▶ [What is required]:
Filter the entries that follow, copying every line in which the word "super" appears.

▶ [Saved entries]:
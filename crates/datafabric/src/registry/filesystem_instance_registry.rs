/*
 *  Copyright 2025-2026 Colliery Software
 *
 *  Licensed under the Apache License, Version 2.0 (the "License");
 *  you may not use this file except in compliance with the License.
 *  You may obtain a copy of the License at
 *
 *      http://www.apache.org/licenses/LICENSE-2.0
 *
 *  Unless required by applicable law or agreed to in writing, software
 *  distributed under the License is distributed on an "AS IS" BASIS,
 *  WITHOUT WARRANTIES OR CONDITIONS OF ANY KIND, either express or implied.
 *  See the License for the specific language governing permissions and
 *  limitations under the License.
 */

//! File-backed instance registry.
//!
//! One JSON document per instance at `<root>/<name>.json`. Entries are
//! published with a hard link, so `add` stays atomic when several
//! coordinator processes share the directory.

use async_trait::async_trait;
use std::path::{Path, PathBuf};

use super::error::RegistryError;
use super::instance_registry::InstanceRegistry;
use crate::models::DatasetSpecification;
use crate::storage;

const ENTRY_EXTENSION: &str = "json";

/// [`InstanceRegistry`] persisted under a directory.
#[derive(Debug, Clone)]
pub struct FilesystemInstanceRegistry {
    root: PathBuf,
}

impl FilesystemInstanceRegistry {
    /// Opens (creating if needed) a registry rooted at `root`.
    pub async fn open(root: impl Into<PathBuf>) -> Result<Self, RegistryError> {
        let root = root.into();
        tokio::fs::create_dir_all(&root).await.map_err(|e| {
            RegistryError::Storage(format!(
                "Failed to create registry directory {}: {}",
                root.display(),
                e
            ))
        })?;
        Ok(Self { root })
    }

    pub fn root(&self) -> &Path {
        &self.root
    }

    fn entry_path(&self, name: &str) -> Result<PathBuf, RegistryError> {
        if !storage::is_safe_component(name) {
            return Err(RegistryError::Storage(format!(
                "Instance name '{}' cannot be stored on the filesystem",
                name
            )));
        }
        Ok(self.root.join(format!("{}.{}", name, ENTRY_EXTENSION)))
    }
}

#[async_trait]
impl InstanceRegistry for FilesystemInstanceRegistry {
    async fn get(&self, name: &str) -> Result<Option<DatasetSpecification>, RegistryError> {
        let path = self.entry_path(name)?;
        let bytes = storage::read_if_present(&path)
            .await
            .map_err(|e| RegistryError::Storage(format!("Failed to read {}: {}", name, e)))?;
        match bytes {
            Some(bytes) => Ok(Some(serde_json::from_slice(&bytes)?)),
            None => Ok(None),
        }
    }

    async fn get_all(&self) -> Result<Vec<DatasetSpecification>, RegistryError> {
        let mut entries = tokio::fs::read_dir(&self.root).await.map_err(|e| {
            RegistryError::Storage(format!(
                "Failed to list registry directory {}: {}",
                self.root.display(),
                e
            ))
        })?;

        let mut specs = Vec::new();
        while let Some(entry) = entries
            .next_entry()
            .await
            .map_err(|e| RegistryError::Storage(format!("Failed to list registry: {}", e)))?
        {
            let path = entry.path();
            let is_entry = path.extension().is_some_and(|ext| ext == ENTRY_EXTENSION)
                && path
                    .file_name()
                    .and_then(|n| n.to_str())
                    .is_some_and(|n| !n.starts_with('.'));
            if !is_entry {
                continue;
            }
            // An entry removed between listing and reading was dropped concurrently.
            if let Some(bytes) = storage::read_if_present(&path).await.map_err(|e| {
                RegistryError::Storage(format!("Failed to read {}: {}", path.display(), e))
            })? {
                specs.push(serde_json::from_slice::<DatasetSpecification>(&bytes)?);
            }
        }

        specs.sort_by(|a, b| a.name().cmp(b.name()));
        Ok(specs)
    }

    async fn add(&self, spec: DatasetSpecification) -> Result<(), RegistryError> {
        let path = self.entry_path(spec.name())?;
        let bytes = serde_json::to_vec_pretty(&spec)?;
        let created = storage::create_file_if_absent(&path, &bytes)
            .await
            .map_err(|e| {
                RegistryError::Storage(format!("Failed to write {}: {}", spec.name(), e))
            })?;
        if !created {
            return Err(RegistryError::InstanceExists {
                name: spec.name().to_string(),
            });
        }
        tracing::debug!("Registered dataset instance: {}", spec.name());
        Ok(())
    }

    async fn delete(&self, name: &str) -> Result<bool, RegistryError> {
        let path = self.entry_path(name)?;
        storage::remove_file_if_present(&path)
            .await
            .map_err(|e| RegistryError::Storage(format!("Failed to delete {}: {}", name, e)))
    }
}

#[cfg(test)]
mod tests {
    use super::*;
    use tempfile::TempDir;

    #[tokio::test]
    async fn test_entries_survive_reopen() {
        let dir = TempDir::new().unwrap();
        let spec = DatasetSpecification::builder("fooData", "table")
            .property("ttl", "60")
            .build();

        let registry = FilesystemInstanceRegistry::open(dir.path()).await.unwrap();
        registry.add(spec.clone()).await.unwrap();

        let reopened = FilesystemInstanceRegistry::open(dir.path()).await.unwrap();
        assert_eq!(reopened.get("fooData").await.unwrap(), Some(spec.clone()));
        assert_eq!(reopened.get_all().await.unwrap(), vec![spec]);
    }

    #[tokio::test]
    async fn test_add_rejects_existing_name() {
        let dir = TempDir::new().unwrap();
        let registry = FilesystemInstanceRegistry::open(dir.path()).await.unwrap();
        registry
            .add(DatasetSpecification::builder("fooData", "table").build())
            .await
            .unwrap();

        let err = registry
            .add(DatasetSpecification::builder("fooData", "keyValueTable").build())
            .await
            .unwrap_err();
        assert!(matches!(err, RegistryError::InstanceExists { .. }));
    }

    #[tokio::test]
    async fn test_delete_reports_absence() {
        let dir = TempDir::new().unwrap();
        let registry = FilesystemInstanceRegistry::open(dir.path()).await.unwrap();
        registry
            .add(DatasetSpecification::builder("fooData", "table").build())
            .await
            .unwrap();

        assert!(registry.delete("fooData").await.unwrap());
        assert!(!registry.delete("fooData").await.unwrap());
        assert!(registry.get_all().await.unwrap().is_empty());
    }
}
/*
 *  Copyright 2025-2026 Colliery Software
 *
 *  Licensed under the Apache License, Version 2.0 (the "License");
 *  you may not use this file except in compliance with the License.
 *  You may obtain a copy of the License at
 *
 *      http://www.apache.org/licenses/LICENSE-2.0
 *
 *  Unless required by applicable law or agreed to in writing, software
 *  distributed under the License is distributed on an "AS IS" BASIS,
 *  WITHOUT WARRANTIES OR CONDITIONS OF ANY KIND, either express or implied.
 *  See the License for the specific language governing permissions and
 *  limitations under the License.
 */

use async_trait::async_trait;
use parking_lot::{Mutex, RwLock};
use std::collections::{BTreeMap, HashMap};
use std::time::Duration;

use datafabric::executor::{OpExecutor, OpExecutorError};
use datafabric::models::{DatasetSpecification, DatasetTypeMeta, Properties};

/// Op executor calls, for failure injection and call inspection.
#[derive(Debug, Clone, Copy, PartialEq, Eq, Hash)]
pub enum ScriptedOp {
    Create,
    Drop,
    Truncate,
    Upgrade,
    Exists,
}

impl ScriptedOp {
    pub fn as_str(&self) -> &'static str {
        match self {
            ScriptedOp::Create => "create",
            ScriptedOp::Drop => "drop",
            ScriptedOp::Truncate => "truncate",
            ScriptedOp::Upgrade => "upgrade",
            ScriptedOp::Exists => "exists",
        }
    }
}

/// One call received by a [`ScriptedOpExecutor`].
#[derive(Debug, Clone, PartialEq, Eq)]
pub struct RecordedCall {
    pub op: ScriptedOp,
    pub instance: String,
}

/// [`OpExecutor`] backed by an in-memory map of "physical" instances.
///
/// Like real storage, creating an instance that already exists physically
/// fails with [`OpExecutorError::AlreadyExists`].
#[derive(Debug, Default)]
pub struct ScriptedOpExecutor {
    physical: RwLock<BTreeMap<String, DatasetSpecification>>,
    failures: RwLock<HashMap<(ScriptedOp, String), String>>,
    delays: Mutex<HashMap<(ScriptedOp, String), Duration>>,
    calls: Mutex<Vec<RecordedCall>>,
}

impl ScriptedOpExecutor {
    pub fn new() -> Self {
        Self::default()
    }

    /// Makes every `op` call for `instance` fail with `message`.
    pub fn fail(&self, op: ScriptedOp, instance: &str, message: &str) {
        self.failures
            .write()
            .insert((op, instance.to_string()), message.to_string());
    }

    /// Makes the next `op` call for `instance` sleep for `delay` before
    /// doing its work.
    pub fn delay_once(&self, op: ScriptedOp, instance: &str, delay: Duration) {
        self.delays.lock().insert((op, instance.to_string()), delay);
    }

    pub fn clear_failures(&self) {
        self.failures.write().clear();
    }

    /// Adds physical resources without going through `create`.
    pub fn insert_physical(&self, spec: DatasetSpecification) {
        self.physical.write().insert(spec.name().to_string(), spec);
    }

    pub fn physically_exists(&self, instance: &str) -> bool {
        self.physical.read().contains_key(instance)
    }

    pub fn physical_names(&self) -> Vec<String> {
        self.physical.read().keys().cloned().collect()
    }

    pub fn calls(&self) -> Vec<RecordedCall> {
        self.calls.lock().clone()
    }

    /// Instances `op` was called for, in call order.
    pub fn calls_for(&self, op: ScriptedOp) -> Vec<String> {
        self.calls
            .lock()
            .iter()
            .filter(|call| call.op == op)
            .map(|call| call.instance.clone())
            .collect()
    }

    fn begin(&self, op: ScriptedOp, instance: &str) -> Result<(), OpExecutorError> {
        self.calls.lock().push(RecordedCall {
            op,
            instance: instance.to_string(),
        });
        match self.failures.read().get(&(op, instance.to_string())) {
            Some(message) => Err(OpExecutorError::Execution {
                operation: op.as_str().to_string(),
                instance: instance.to_string(),
                reason: message.clone(),
            }),
            None => Ok(()),
        }
    }

    fn require_physical(&self, instance: &str) -> Result<(), OpExecutorError> {
        if self.physically_exists(instance) {
            Ok(())
        } else {
            Err(OpExecutorError::InstanceNotFound {
                name: instance.to_string(),
            })
        }
    }
}

#[async_trait]
impl OpExecutor for ScriptedOpExecutor {
    async fn create(
        &self,
        name: &str,
        type_meta: &DatasetTypeMeta,
        properties: &Properties,
    ) -> Result<DatasetSpecification, OpExecutorError> {
        self.begin(ScriptedOp::Create, name)?;
        let delay = self.delays.lock().remove(&(ScriptedOp::Create, name.to_string()));
        if let Some(delay) = delay {
            tokio::time::sleep(delay).await;
        }

        let spec = DatasetSpecification::builder(name, type_meta.name.as_str())
            .properties(properties)
            .build();
        let mut physical = self.physical.write();
        if physical.contains_key(name) {
            return Err(OpExecutorError::AlreadyExists {
                name: name.to_string(),
            });
        }
        physical.insert(name.to_string(), spec.clone());
        Ok(spec)
    }

    async fn drop_dataset(
        &self,
        spec: &DatasetSpecification,
        _type_meta: &DatasetTypeMeta,
    ) -> Result<(), OpExecutorError> {
        self.begin(ScriptedOp::Drop, spec.name())?;
        self.physical.write().remove(spec.name());
        Ok(())
    }

    async fn truncate(&self, name: &str) -> Result<(), OpExecutorError> {
        self.begin(ScriptedOp::Truncate, name)?;
        self.require_physical(name)
    }

    async fn upgrade(&self, name: &str) -> Result<(), OpExecutorError> {
        self.begin(ScriptedOp::Upgrade, name)?;
        self.require_physical(name)
    }

    async fn exists(&self, name: &str) -> Result<bool, OpExecutorError> {
        self.begin(ScriptedOp::Exists, name)?;
        Ok(self.physically_exists(name))
    }
}
/*
 *  Copyright 2025-2026 Colliery Software
 *
 *  Licensed under the Apache License, Version 2.0 (the "License");
 *  you may not use this file except in compliance with the License.
 *  You may obtain a copy of the License at
 *
 *      http://www.apache.org/licenses/LICENSE-2.0
 *
 *  Unless required by applicable law or agreed to in writing, software
 *  distributed under the License is distributed on an "AS IS" BASIS,
 *  WITHOUT WARRANTIES OR CONDITIONS OF ANY KIND, either express or implied.
 *  See the License for the specific language governing permissions and
 *  limitations under the License.
 */

//! Wires a [`LifecycleCoordinator`] from a [`ServerConfig`].

use std::ffi::OsString;
use std::sync::Arc;

use thiserror::Error;

use datafabric::executor::{IsolatedOpExecutor, LocalOpExecutor, OpExecutor, SubprocessOpExecutor};
use datafabric::explore::{DisabledExploreGateway, ExploreGateway, InMemoryExploreGateway};
use datafabric::registry::{
    FilesystemInstanceRegistry, InMemoryInstanceRegistry, InMemoryTypeRegistry, InstanceRegistry,
    RegistryError,
};
use datafabric::security::{FilesystemOwnerStore, InMemoryOwnerStore, OwnerStore, OwnerStoreError};
use datafabric::LifecycleCoordinator;

use crate::config::{ConfigError, ExecutorMode, ServerConfig};

#[derive(Debug, Error)]
pub enum BootstrapError {
    #[error(transparent)]
    Config(#[from] ConfigError),

    #[error("Failed to open instance catalog: {0}")]
    Registry(#[from] RegistryError),

    #[error("Failed to open owner store: {0}")]
    OwnerStore(#[from] OwnerStoreError),

    #[error("Failed to prepare data directory: {0}")]
    DataDir(#[from] std::io::Error),
}

/// Builds the coordinator and its collaborators.
///
/// Catalog state is kept under `catalog.catalog_dir` when set, with
/// instances in `instances/` and owner records in `owners/`. The op
/// executor is always wrapped in an [`IsolatedOpExecutor`] carrying the
/// configured timeout.
pub async fn build_coordinator(config: &ServerConfig) -> Result<LifecycleCoordinator, BootstrapError> {
    config.validate()?;

    let types = Arc::new(InMemoryTypeRegistry::with_builtin_types());

    let (instances, owners): (Arc<dyn InstanceRegistry>, Arc<dyn OwnerStore>) =
        match &config.catalog.catalog_dir {
            Some(dir) => {
                tracing::info!("Using catalog directory {}", dir.display());
                (
                    Arc::new(FilesystemInstanceRegistry::open(dir.join("instances")).await?),
                    Arc::new(FilesystemOwnerStore::open(dir.join("owners")).await?),
                )
            }
            None => {
                tracing::warn!("No catalog directory configured, catalog state will not persist");
                (
                    Arc::new(InMemoryInstanceRegistry::new()),
                    Arc::new(InMemoryOwnerStore::new()),
                )
            }
        };

    let data_dir = config.executor.data_dir.clone();
    tokio::fs::create_dir_all(&data_dir).await?;

    let executor: Arc<dyn OpExecutor> = match config.executor.mode {
        ExecutorMode::InProcess => {
            let local = Arc::new(LocalOpExecutor::with_builtin_definitions(data_dir));
            Arc::new(IsolatedOpExecutor::new(local, config.op_timeout()))
        }
        ExecutorMode::Subprocess => {
            let program = config
                .executor
                .worker_command
                .clone()
                .ok_or(ConfigError::MissingWorkerCommand)?;
            let worker = SubprocessOpExecutor::new(program)
                .with_args(config.executor.worker_args.iter().cloned())
                .with_args([OsString::from("--data-dir"), data_dir.into_os_string()]);
            Arc::new(IsolatedOpExecutor::new(Arc::new(worker), config.op_timeout()))
        }
    };

    let explore: Arc<dyn ExploreGateway> = if config.explore.enabled {
        Arc::new(InMemoryExploreGateway::new())
    } else {
        Arc::new(DisabledExploreGateway)
    };

    tracing::info!(
        "Dataset service configured: namespace={}, executor={:?}, explore={}",
        config.catalog.namespace,
        config.executor.mode,
        config.explore.enabled
    );

    Ok(LifecycleCoordinator::new(
        config.service_config(),
        types,
        instances,
        owners,
        executor,
        explore,
    ))
}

▶ [Solution to the problem]:
use super::error::RegistryError;
use super::instance_registry::InstanceRegistry;
    use super::*;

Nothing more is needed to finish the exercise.